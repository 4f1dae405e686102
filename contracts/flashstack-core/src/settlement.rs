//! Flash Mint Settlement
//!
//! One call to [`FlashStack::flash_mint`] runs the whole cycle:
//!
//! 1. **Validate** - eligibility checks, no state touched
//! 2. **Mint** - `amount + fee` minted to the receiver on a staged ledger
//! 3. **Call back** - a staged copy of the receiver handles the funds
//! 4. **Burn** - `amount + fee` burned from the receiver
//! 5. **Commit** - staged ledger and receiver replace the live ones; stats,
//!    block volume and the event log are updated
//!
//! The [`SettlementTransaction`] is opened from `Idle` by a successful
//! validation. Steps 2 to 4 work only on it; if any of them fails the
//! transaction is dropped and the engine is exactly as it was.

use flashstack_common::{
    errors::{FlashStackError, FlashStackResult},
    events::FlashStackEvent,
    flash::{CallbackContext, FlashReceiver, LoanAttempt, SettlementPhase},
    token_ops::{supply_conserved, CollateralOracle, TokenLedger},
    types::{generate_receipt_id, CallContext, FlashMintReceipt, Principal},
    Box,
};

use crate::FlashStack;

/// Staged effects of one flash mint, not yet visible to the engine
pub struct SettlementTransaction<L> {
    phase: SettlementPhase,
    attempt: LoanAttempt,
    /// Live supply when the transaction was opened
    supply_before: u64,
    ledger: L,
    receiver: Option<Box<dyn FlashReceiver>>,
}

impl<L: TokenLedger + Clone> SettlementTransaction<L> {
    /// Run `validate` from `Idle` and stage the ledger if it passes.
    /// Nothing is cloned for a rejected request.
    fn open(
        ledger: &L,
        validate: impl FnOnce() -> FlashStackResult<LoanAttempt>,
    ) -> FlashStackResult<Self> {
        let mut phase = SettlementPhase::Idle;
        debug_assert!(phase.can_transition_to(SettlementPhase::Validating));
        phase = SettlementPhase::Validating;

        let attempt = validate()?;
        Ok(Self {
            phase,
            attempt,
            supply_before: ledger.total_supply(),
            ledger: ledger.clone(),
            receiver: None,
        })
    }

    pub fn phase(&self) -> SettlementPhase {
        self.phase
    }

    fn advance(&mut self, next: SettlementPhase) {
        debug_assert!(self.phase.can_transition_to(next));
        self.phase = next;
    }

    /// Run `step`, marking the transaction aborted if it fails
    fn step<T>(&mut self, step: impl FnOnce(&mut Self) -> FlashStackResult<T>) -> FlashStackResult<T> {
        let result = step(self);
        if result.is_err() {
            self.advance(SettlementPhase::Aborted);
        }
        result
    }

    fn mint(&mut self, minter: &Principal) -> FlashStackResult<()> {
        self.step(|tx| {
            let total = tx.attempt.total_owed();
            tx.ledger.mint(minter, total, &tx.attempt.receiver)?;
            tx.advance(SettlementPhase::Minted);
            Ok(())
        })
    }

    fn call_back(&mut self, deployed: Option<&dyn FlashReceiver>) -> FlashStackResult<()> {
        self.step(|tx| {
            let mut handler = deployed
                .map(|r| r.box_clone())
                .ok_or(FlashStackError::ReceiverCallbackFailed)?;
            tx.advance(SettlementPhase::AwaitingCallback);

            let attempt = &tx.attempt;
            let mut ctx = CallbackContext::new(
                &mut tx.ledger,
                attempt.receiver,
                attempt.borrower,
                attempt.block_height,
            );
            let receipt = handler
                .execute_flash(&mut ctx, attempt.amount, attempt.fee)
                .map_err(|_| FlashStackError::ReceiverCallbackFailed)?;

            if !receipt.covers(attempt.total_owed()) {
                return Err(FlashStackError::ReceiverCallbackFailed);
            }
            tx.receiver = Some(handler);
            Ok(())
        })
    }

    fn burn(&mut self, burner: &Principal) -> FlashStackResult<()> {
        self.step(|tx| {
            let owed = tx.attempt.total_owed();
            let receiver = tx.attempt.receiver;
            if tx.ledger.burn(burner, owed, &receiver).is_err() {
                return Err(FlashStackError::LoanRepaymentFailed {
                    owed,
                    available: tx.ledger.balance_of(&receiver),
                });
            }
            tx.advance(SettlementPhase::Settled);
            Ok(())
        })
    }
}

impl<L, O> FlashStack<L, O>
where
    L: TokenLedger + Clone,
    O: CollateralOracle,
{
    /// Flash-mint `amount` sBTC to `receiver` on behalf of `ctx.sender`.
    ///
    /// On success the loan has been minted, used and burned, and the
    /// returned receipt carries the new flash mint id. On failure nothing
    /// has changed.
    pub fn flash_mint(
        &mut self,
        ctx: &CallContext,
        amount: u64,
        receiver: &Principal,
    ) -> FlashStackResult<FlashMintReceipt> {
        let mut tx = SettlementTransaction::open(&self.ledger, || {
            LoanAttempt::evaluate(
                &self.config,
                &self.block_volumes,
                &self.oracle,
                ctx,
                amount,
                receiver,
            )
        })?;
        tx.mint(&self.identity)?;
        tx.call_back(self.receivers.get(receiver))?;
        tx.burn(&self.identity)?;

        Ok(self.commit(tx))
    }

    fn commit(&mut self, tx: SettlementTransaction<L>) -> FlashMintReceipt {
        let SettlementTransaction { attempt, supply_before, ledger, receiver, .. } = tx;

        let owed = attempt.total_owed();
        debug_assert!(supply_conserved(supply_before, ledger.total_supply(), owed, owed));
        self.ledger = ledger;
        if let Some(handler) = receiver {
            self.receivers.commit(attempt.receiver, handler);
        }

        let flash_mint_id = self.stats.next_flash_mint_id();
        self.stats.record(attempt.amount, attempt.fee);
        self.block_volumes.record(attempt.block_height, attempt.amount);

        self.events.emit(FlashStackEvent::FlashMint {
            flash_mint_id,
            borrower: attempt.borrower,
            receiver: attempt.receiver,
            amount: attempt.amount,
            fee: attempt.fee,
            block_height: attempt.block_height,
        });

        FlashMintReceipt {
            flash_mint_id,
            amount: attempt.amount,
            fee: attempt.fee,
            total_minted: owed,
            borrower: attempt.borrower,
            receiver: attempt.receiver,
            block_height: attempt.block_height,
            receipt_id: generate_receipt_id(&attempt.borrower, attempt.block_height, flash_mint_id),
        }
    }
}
- - - -
PROMPT.
Copy each line from the data that features the string "deployed".

REPLY TO THE TASK.
    fn call_back(&mut self, deployed: Option<&dyn FlashReceiver>) -> FlashStackResult<()> {
            let mut handler = deployed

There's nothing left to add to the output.